* What you have to do *
All the entries below should be reproduced exactly.

+++++

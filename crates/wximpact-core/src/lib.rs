pub mod config;
pub mod error;

pub use config::{Config, ExtentConfig, LayerEntry, MapConfig, ServiceConfig, ValidationResult};
pub use error::{AppError, ConfigError};

/// Initialize the core application
pub fn init() -> Result<(), AppError> {
    // Initialize tracing/logging
    tracing_subscriber::fmt()
        .with_env_filter(
            tracing_subscriber::EnvFilter::try_from_default_env()
                .unwrap_or_else(|_| tracing_subscriber::EnvFilter::new("info")),
        )
        .try_init()
        .map_err(|e| anyhow::anyhow!("failed to install tracing subscriber: {e}"))?;

    tracing::info!("wximpact core initialized");
    Ok(())
}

+++++

* The answer *
filename crates/wximpact-core/src/lib.rs
pub mod config;
pub mod error;

pub use config::{Config, ExtentConfig, LayerEntry, MapConfig, ServiceConfig, ValidationResult};
pub use error::{AppError, ConfigError};

/// Initialize the core application
pub fn init() -> Result<(), AppError> {
    // Initialize tracing/logging
    tracing_subscriber::fmt()
        .with_env_filter(
            tracing_subscriber::EnvFilter::try_from_default_env()
                .unwrap_or_else(|_| tracing_subscriber::EnvFilter::new("info")),
        )
        .try_init()
        .map_err(|e| anyhow::anyhow!("failed to install tracing subscriber: {e}"))?;

    tracing::info!("wximpact core initialized");
    Ok(())
}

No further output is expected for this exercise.